Robert Barnard was born and brought up in Essex. After reading English at Balliol College, Oxford, he worked for a time for the Fabian Society, and in 1961 became lecturer in English at the University of New England, in New South Wales. He taught in Norway for seventeen years from 1966, and in 1983 came back to Britain to write full time. As well as nearly thirty mysteries, he has written books on Dickens, Agatha Christie and a history of English Literature. He and his wife now live in Leeds.
Robert Barnard
I was born in Burnham-on-Crouch, Essex, but brought up in Brightlingsea, near Colchester, where I went to school I was one of those fortunate people who do better in examinations than anyone expects, and to my own and my teachers’ surprise I got an Exhibition to Balliol College from the Colchester Grammar School I went up to read History, soon realized my mistake, and changed to English. I graduated with that stand-by of mediocrity, a good Second in 1959, and went to work for a year in the bookshop of the Fabian Society. I later worked briefly (having decided that the grind of politics was not for me) at a College of Further Education in Accrington, before going to lecture at the University of New England, in northern New South Wales in 1961.

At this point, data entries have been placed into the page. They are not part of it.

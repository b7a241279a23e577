use crate::peer::transport::TransportError;
use thiserror::Error;

/// Терминальные ошибки ядра: наружу уходит либо канал, либо одна из них
#[derive(Debug, Error)]
pub enum SignalingError {
    #[error("no unused session code after {0} attempts")]
    RegistryExhausted(usize),

    #[error("session code not found or expired")]
    CodeNotFound,

    #[error("session code already claimed by another peer")]
    CodeAlreadyClaimed,

    #[error("session already has a live subscriber for this role")]
    SessionFull,

    #[error("handshake did not complete in time")]
    HandshakeTimeout,

    #[error("session aborted by peer")]
    PeerAborted,

    #[error("protocol violation: {0}")]
    ProtocolViolation(String),

    #[error("channel closed")]
    ChannelClosed,

    #[error(transparent)]
    Transport(#[from] TransportError),
}

impl SignalingError {
    /// Нарушение протокола из декодера/конвейера сообщений
    pub(crate) fn violation(context: impl Into<String>) -> Self {
        SignalingError::ProtocolViolation(context.into())
    }
}
use serde::{Deserialize, Serialize};

/// Сторона сессии
#[derive(Serialize, Deserialize, Debug, Clone, Copy, PartialEq, Eq, Hash)]
#[serde(rename_all = "snake_case")]
pub enum PeerRole {
    Initiator,
    Responder,
}

impl PeerRole {
    pub fn opposite(self) -> PeerRole {
        match self {
            PeerRole::Initiator => PeerRole::Responder,
            PeerRole::Responder => PeerRole::Initiator,
        }
    }
}

#[derive(Serialize, Deserialize, Debug, Clone, Copy, PartialEq, Eq)]
#[serde(rename_all = "snake_case")]
pub enum DescriptionKind {
    Offer,
    Answer,
}

/// Описание соединения с метаданными
#[derive(Serialize, Deserialize, Debug, Clone)]
pub struct DescriptionPayload {
    pub kind: DescriptionKind,
    pub sdp: String,
    pub id: String,
    pub ts: i64,
}

/// ICE кандидат для соединения
#[derive(Serialize, Deserialize, Debug, Clone)]
pub struct IceCandidate {
    pub candidate: String,
    pub sdp_mid: Option<String>,
    pub sdp_mline_index: Option<u16>,
    pub connection_id: String, // ID соединения для сопоставления
}

/// Полный пакет соединения: описание + собранные кандидаты
#[derive(Serialize, Deserialize, Debug, Clone)]
pub struct ConnectionBundle {
    pub description: DescriptionPayload,
    pub candidates: Vec<IceCandidate>,
}

/// Заявка отвечающей стороны: ответ она сможет построить только
/// после оффера, поэтому слот занимается одной идентичностью
#[derive(Serialize, Deserialize, Debug, Clone)]
pub struct PeerHello {
    pub id: String,
    pub ts: i64,
}

impl PeerHello {
    pub fn new(id: String) -> Self {
        Self {
            id,
            ts: chrono::Utc::now().timestamp(),
        }
    }
}
// tests/store.rs
use std::fs;
use std::path::PathBuf;

use staff_directory::core::Tier;
use staff_directory::roster::Roster;
use staff_directory::store::{load_roster, parse_json, parse_table};

fn tmp_dir(name: &str) -> PathBuf {
    let mut p = std::env::temp_dir();
    p.push(format!("staff_store_{}", name));
    let _ = fs::remove_dir_all(&p);
    fs::create_dir_all(&p).unwrap();
    p
}

#[test]
fn json_array_with_store_ids() {
    let text = r#"[
        {"_id": "abc123", "name": "Ahmed Khan", "role": "Site Manager", "team": "support"},
        {"_id": "def456", "name": "O'Brien, Seán", "role": "Teacher", "email": "sob@school.test"}
    ]"#;
    let roster = Roster::new(parse_json(text).unwrap());
    assert_eq!(roster.len(), 2);
    let khan = roster.get("abc123").unwrap();
    assert_eq!(khan.tier(), Tier::Support);
    let sean = roster.get("def456").unwrap();
    assert_eq!(sean.name_parts().first, "Sean");
    assert_eq!(sean.mailto().as_deref(), Some("mailto:sob@school.test"));
}

#[test]
fn json_wrapped_exports() {
    let staff = r#"{"staff": [{"id": "1", "name": "A B"}]}"#;
    let result = r#"{"result": [{"id": "1", "name": "A B"}, {"id": "2", "name": "C D"}]}"#;
    assert_eq!(parse_json(staff).unwrap().len(), 1);
    assert_eq!(parse_json(result).unwrap().len(), 2);
    assert!(parse_json(r#"{"people": []}"#).is_err());
}

#[test]
fn missing_blank_and_duplicate_ids_are_dropped() {
    let text = r#"[
        {"id": " 1 ", "name": "First"},
        {"name": "No Id"},
        {"id": "   ", "name": "Blank Id"},
        {"id": "1", "name": "Second"},
        {"id": "2", "name": "Other", "role": null}
    ]"#;
    let roster = Roster::new(parse_json(text).unwrap());
    assert_eq!(roster.len(), 2);
    assert_eq!(roster.get("1").unwrap().name(), "First");
    assert_eq!(roster.get("1").unwrap().id(), "1");
    assert!(roster.get("2").unwrap().role().is_none());
}

#[test]
fn csv_with_quoted_cells_and_header_aliases() {
    let text = "\u{FEFF}ID,Full Name,Job Title,Dept,Tier,E-mail\r\n\
                a1,\"Brown, Alice\",Headteacher,,,alice@school.test\r\n\
                \r\n\
                ,No Id,Teacher,,,\r\n\
                a2,Short Row\r\n\
                a3,Ben Lee,Teacher of Maths,Maths,,\r\n";
    let records = parse_table(text, ',').unwrap();
    let roster = Roster::new(records);
    assert_eq!(roster.len(), 2);
    let alice = roster.get("a1").unwrap();
    assert_eq!(alice.name_parts().last, "Brown");
    assert_eq!(alice.tier(), Tier::Leadership);
    assert!(alice.department().is_none());
    assert_eq!(roster.get("a3").unwrap().department(), Some("Maths"));
}

#[test]
fn table_without_id_column_is_an_error() {
    assert!(parse_table("name,role\nA,B\n", ',').is_err());
    assert!(parse_table("", ',').unwrap().is_empty());
}

#[test]
fn load_dispatches_on_extension() {
    let dir = tmp_dir("load");

    let json = dir.join("staff.json");
    fs::write(&json, r#"[{"id": "1", "name": "A B"}]"#).unwrap();
    assert_eq!(load_roster(&json).unwrap().len(), 1);

    let tsv = dir.join("staff.tsv");
    fs::write(&tsv, "id\tname\trole\n1\tA B\tLibrarian\n2\tC D\tTeacher\n").unwrap();
    let roster = load_roster(&tsv).unwrap();
    assert_eq!(roster.len(), 2);
    assert_eq!(roster.get("1").unwrap().tier(), Tier::Support);

    let txt = dir.join("staff.txt");
    fs::write(&txt, "whatever").unwrap();
    assert!(load_roster(&txt).is_err());

    assert!(load_roster(&dir.join("missing.json")).is_err());
}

The picture of this university in my first crime novel, Death of an Old Goat, convinces many people that I loathed Australia, but that is not really true: the central character in that book is me in my first months in the country, and his reactions are pretty much mine, but they modified considerably later, under the influence of sun and alcohol. I married there in 1963, greatly enjoyed the external teaching which was a feature of that university, something of a pioneer in adult education to degree level, and it was mainly because my wife insisted she wanted to come to Europe to live that I applied for and got a job at the University of Bergen, on the West coast of Norway. Norway was, and remains, my ideal place to live – the most beautiful country I have ever known, the most peaceful and the most welcoming. I would have remained there for the rest of my life if I had not begun writing crime novels which were mostly set in Britain.
My father wrote romantic women’s love stories, so it was natural I should try my hand at fiction. It was two years after my arrival in Bergen, in 1968, that I had my first shot, a comic novel centred on a fearsome woman politician, based on Mrs Thatcher, then Shadow Minister of Education. It folded in the third chapter. Crime had always been my favourite reading for relaxation, so I tried a crime novel set in Bergen and managed to keep it going until its conclusion. I had a kind letter of rejection from Elizabeth Walter, then crime editor at Collins, expressing a wish to see my next. A doctorate on Dickens interrupted, but eventually Old Goat got finished and was accepted. My life has been exceedingly pleasant ever since. I enjoyed teaching literature at a university level, but in crime writing I had found something even more stimulating and pleasurable.
I became Professor of English at the University of Tromso, the world’s most northerly university (setting of Death in a Cold Climate) in 1976, but I left there reluctantly to return to Britain in 1983, the lure being the prospect of being a full-time crime writer. I could do this because my books had been solidly if unspectacularly successful in the United States. I have since written about a book a year, occasionally two, as well as books on Agatha Christie and a History of English Literature. I have a pseudonym, Bernard Bastable, for historical crime novels, notably two about Mr Mozart – Mozart who stayed in England after his 1764 visit, growing old, querulous about how much more famous and respected he would have been if he had returned to Austria, and indulging mildly in detective work for noble and royal patrons.
I live with my wife, dog and cat in Leeds, holidaying in Mediterranean countries, visit America when possible for ego-boosts, and generally feel that life is good. Could anyone ask for more?